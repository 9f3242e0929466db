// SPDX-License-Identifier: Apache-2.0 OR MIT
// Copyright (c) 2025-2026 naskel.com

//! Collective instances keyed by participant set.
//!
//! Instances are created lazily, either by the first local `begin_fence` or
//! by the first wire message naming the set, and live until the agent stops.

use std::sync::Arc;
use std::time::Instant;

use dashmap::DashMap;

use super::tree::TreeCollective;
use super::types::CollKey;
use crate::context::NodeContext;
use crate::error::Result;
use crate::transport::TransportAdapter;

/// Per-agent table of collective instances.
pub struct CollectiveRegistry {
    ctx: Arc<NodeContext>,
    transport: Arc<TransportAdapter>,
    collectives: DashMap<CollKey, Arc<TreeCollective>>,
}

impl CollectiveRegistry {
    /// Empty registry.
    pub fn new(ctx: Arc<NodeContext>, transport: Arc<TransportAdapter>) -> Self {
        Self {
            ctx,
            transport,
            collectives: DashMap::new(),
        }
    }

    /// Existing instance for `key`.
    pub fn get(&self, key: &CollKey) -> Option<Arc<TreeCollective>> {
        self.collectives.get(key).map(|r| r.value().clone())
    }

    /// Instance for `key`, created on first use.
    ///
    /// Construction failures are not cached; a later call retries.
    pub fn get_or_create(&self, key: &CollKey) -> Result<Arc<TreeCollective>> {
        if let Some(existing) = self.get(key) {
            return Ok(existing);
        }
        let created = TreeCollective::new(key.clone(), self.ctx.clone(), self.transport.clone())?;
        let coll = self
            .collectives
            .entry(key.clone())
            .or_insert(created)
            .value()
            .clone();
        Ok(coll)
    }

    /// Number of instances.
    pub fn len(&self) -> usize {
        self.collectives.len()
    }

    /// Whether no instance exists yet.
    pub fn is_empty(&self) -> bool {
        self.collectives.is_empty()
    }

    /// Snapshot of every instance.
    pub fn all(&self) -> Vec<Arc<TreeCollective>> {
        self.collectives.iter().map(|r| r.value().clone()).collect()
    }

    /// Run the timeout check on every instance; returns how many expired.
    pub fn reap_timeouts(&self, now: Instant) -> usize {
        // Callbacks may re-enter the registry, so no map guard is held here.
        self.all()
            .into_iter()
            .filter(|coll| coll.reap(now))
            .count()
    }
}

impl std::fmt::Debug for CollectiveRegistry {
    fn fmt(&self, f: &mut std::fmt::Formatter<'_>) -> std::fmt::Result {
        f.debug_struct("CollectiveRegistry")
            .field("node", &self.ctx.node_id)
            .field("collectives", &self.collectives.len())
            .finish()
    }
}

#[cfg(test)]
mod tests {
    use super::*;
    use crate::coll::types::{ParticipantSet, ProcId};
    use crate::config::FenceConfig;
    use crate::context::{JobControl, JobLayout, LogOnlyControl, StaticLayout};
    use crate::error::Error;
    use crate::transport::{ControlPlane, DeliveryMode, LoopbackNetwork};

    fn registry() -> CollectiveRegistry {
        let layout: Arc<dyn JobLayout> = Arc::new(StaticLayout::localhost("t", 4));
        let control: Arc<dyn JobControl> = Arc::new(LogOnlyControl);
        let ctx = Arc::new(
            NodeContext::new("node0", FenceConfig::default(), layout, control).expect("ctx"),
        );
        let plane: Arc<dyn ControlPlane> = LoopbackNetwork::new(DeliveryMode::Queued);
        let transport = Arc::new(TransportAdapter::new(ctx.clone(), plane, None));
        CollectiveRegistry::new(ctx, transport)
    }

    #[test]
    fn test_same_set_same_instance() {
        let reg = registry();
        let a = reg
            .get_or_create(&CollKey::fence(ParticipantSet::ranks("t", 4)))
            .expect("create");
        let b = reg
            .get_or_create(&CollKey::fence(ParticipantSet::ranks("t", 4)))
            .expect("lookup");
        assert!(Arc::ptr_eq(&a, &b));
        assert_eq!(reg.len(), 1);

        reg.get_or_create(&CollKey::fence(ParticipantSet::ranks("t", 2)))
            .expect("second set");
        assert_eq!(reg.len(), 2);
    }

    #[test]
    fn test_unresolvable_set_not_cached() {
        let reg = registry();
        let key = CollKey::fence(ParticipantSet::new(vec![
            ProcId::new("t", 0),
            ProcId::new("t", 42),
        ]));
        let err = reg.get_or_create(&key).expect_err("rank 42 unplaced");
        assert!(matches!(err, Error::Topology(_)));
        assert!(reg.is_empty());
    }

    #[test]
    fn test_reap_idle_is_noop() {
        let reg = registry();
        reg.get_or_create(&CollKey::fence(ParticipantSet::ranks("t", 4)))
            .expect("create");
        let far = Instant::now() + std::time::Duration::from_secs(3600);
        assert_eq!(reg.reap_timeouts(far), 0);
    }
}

- [Problem to work on] Transcribe the material exactly as it reads.

- [Your solution]
repository 9f3242e0929466db
// SPDX-License-Identifier: Apache-2.0 OR MIT
// Copyright (c) 2025-2026 naskel.com

//! Collective instances keyed by participant set.
//!
//! Instances are created lazily, either by the first local `begin_fence` or
//! by the first wire message naming the set, and live until the agent stops.

use std::sync::Arc;
use std::time::Instant;

use dashmap::DashMap;

use super::tree::TreeCollective;
use super::types::CollKey;
use crate::context::NodeContext;
use crate::error::Result;
use crate::transport::TransportAdapter;

/// Per-agent table of collective instances.
pub struct CollectiveRegistry {
    ctx: Arc<NodeContext>,
    transport: Arc<TransportAdapter>,
    collectives: DashMap<CollKey, Arc<TreeCollective>>,
}

impl CollectiveRegistry {
    /// Empty registry.
    pub fn new(ctx: Arc<NodeContext>, transport: Arc<TransportAdapter>) -> Self {
        Self {
            ctx,
            transport,
            collectives: DashMap::new(),
        }
    }

    /// Existing instance for `key`.
    pub fn get(&self, key: &CollKey) -> Option<Arc<TreeCollective>> {
        self.collectives.get(key).map(|r| r.value().clone())
    }

    /// Instance for `key`, created on first use.
    ///
    /// Construction failures are not cached; a later call retries.
    pub fn get_or_create(&self, key: &CollKey) -> Result<Arc<TreeCollective>> {
        if let Some(existing) = self.get(key) {
            return Ok(existing);
        }
        let created = TreeCollective::new(key.clone(), self.ctx.clone(), self.transport.clone())?;
        let coll = self
            .collectives
            .entry(key.clone())
            .or_insert(created)
            .value()
            .clone();
        Ok(coll)
    }

    /// Number of instances.
    pub fn len(&self) -> usize {
        self.collectives.len()
    }

    /// Whether no instance exists yet.
    pub fn is_empty(&self) -> bool {
        self.collectives.is_empty()
    }

    /// Snapshot of every instance.
    pub fn all(&self) -> Vec<Arc<TreeCollective>> {
        self.collectives.iter().map(|r| r.value().clone()).collect()
    }

    /// Run the timeout check on every instance; returns how many expired.
    pub fn reap_timeouts(&self, now: Instant) -> usize {
        // Callbacks may re-enter the registry, so no map guard is held here.
        self.all()
            .into_iter()
            .filter(|coll| coll.reap(now))
            .count()
    }
}

impl std::fmt::Debug for CollectiveRegistry {
    fn fmt(&self, f: &mut std::fmt::Formatter<'_>) -> std::fmt::Result {
        f.debug_struct("CollectiveRegistry")
            .field("node", &self.ctx.node_id)
            .field("collectives", &self.collectives.len())
            .finish()
    }
}

#[cfg(test)]
mod tests {
    use super::*;
    use crate::coll::types::{ParticipantSet, ProcId};
    use crate::config::FenceConfig;
    use crate::context::{JobControl, JobLayout, LogOnlyControl, StaticLayout};
    use crate::error::Error;
    use crate::transport::{ControlPlane, DeliveryMode, LoopbackNetwork};

    fn registry() -> CollectiveRegistry {
        let layout: Arc<dyn JobLayout> = Arc::new(StaticLayout::localhost("t", 4));
        let control: Arc<dyn JobControl> = Arc::new(LogOnlyControl);
        let ctx = Arc::new(
            NodeContext::new("node0", FenceConfig::default(), layout, control).expect("ctx"),
        );
        let plane: Arc<dyn ControlPlane> = LoopbackNetwork::new(DeliveryMode::Queued);
        let transport = Arc::new(TransportAdapter::new(ctx.clone(), plane, None));
        CollectiveRegistry::new(ctx, transport)
    }

    #[test]
    fn test_same_set_same_instance() {
        let reg = registry();
        let a = reg
            .get_or_create(&CollKey::fence(ParticipantSet::ranks("t", 4)))
            .expect("create");
        let b = reg
            .get_or_create(&CollKey::fence(ParticipantSet::ranks("t", 4)))
            .expect("lookup");
        assert!(Arc::ptr_eq(&a, &b));
        assert_eq!(reg.len(), 1);

        reg.get_or_create(&CollKey::fence(ParticipantSet::ranks("t", 2)))
            .expect("second set");
        assert_eq!(reg.len(), 2);
    }

    #[test]
    fn test_unresolvable_set_not_cached() {
        let reg = registry();
        let key = CollKey::fence(ParticipantSet::new(vec![
            ProcId::new("t", 0),
            ProcId::new("t", 42),
        ]));
        let err = reg.get_or_create(&key).expect_err("rank 42 unplaced");
        assert!(matches!(err, Error::Topology(_)));
        assert!(reg.is_empty());
    }

    #[test]
    fn test_reap_idle_is_noop() {
        let reg = registry();
        reg.get_or_create(&CollKey::fence(ParticipantSet::ranks("t", 4)))
            .expect("create");
        let far = Instant::now() + std::time::Duration::from_secs(3600);
        assert_eq!(reg.reap_timeouts(far), 0);
    }
}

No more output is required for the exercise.